→ Required work
What lines in the material hold the string "derive"? Return every one of them.
Dataset excerpts: Begin
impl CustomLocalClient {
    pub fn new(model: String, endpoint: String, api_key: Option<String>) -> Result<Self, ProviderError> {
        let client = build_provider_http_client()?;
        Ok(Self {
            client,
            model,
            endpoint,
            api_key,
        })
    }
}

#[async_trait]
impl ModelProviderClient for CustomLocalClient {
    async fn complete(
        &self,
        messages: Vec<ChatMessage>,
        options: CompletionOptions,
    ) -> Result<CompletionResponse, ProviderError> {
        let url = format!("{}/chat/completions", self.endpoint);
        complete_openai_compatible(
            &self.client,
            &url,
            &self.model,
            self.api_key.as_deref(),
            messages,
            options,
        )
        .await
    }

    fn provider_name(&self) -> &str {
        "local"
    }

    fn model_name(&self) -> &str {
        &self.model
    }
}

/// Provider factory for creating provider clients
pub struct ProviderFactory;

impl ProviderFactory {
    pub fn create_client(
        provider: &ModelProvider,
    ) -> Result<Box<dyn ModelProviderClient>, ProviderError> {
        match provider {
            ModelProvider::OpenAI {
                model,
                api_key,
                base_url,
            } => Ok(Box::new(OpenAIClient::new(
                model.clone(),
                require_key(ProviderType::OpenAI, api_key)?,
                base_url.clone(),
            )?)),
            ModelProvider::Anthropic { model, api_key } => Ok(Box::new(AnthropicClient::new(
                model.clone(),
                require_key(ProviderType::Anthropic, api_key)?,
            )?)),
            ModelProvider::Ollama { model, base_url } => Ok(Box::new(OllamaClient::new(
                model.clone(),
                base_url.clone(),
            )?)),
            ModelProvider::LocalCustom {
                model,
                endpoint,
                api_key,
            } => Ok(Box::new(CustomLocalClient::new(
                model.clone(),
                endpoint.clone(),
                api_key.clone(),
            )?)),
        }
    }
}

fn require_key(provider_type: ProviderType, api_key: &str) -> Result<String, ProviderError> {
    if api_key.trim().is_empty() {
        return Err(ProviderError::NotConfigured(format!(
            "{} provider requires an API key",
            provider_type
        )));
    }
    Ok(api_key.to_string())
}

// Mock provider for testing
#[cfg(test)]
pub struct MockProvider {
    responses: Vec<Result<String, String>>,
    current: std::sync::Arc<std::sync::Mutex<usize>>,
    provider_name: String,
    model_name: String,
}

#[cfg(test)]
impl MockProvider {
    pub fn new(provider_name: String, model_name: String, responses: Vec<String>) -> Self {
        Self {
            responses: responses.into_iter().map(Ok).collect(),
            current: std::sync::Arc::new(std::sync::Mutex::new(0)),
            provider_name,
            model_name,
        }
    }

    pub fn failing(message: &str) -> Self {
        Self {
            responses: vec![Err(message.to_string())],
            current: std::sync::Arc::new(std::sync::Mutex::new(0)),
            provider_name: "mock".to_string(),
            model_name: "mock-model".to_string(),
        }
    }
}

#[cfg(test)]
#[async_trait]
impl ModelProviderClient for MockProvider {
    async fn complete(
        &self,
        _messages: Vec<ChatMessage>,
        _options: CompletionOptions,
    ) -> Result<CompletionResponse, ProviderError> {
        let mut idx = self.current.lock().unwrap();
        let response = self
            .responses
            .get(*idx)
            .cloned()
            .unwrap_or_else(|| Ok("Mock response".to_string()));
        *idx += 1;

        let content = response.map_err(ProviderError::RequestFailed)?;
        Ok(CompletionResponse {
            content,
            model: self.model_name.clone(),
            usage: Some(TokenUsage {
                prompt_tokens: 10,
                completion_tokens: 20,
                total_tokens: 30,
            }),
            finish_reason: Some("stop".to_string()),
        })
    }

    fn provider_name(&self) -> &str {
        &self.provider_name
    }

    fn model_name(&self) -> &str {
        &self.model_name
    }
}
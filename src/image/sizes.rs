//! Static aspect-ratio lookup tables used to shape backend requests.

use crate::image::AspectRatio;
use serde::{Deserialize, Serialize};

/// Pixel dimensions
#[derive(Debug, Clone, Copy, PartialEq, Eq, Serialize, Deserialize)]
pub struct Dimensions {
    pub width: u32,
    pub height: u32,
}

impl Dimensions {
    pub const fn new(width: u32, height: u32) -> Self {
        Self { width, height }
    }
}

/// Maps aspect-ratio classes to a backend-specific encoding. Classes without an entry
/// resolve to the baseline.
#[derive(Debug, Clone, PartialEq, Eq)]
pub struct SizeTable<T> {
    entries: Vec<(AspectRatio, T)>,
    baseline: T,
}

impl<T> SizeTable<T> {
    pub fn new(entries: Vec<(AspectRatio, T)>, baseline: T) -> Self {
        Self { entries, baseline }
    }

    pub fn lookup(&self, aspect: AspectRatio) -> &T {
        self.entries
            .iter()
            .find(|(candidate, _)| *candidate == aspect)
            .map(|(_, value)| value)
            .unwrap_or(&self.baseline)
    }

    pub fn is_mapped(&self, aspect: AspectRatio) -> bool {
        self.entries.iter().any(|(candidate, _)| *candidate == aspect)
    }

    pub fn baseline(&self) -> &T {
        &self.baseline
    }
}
Dataset excerpts: End
→ Solution
#[derive(Debug, Clone, Copy, PartialEq, Eq, Serialize, Deserialize)]
#[derive(Debug, Clone, PartialEq, Eq)]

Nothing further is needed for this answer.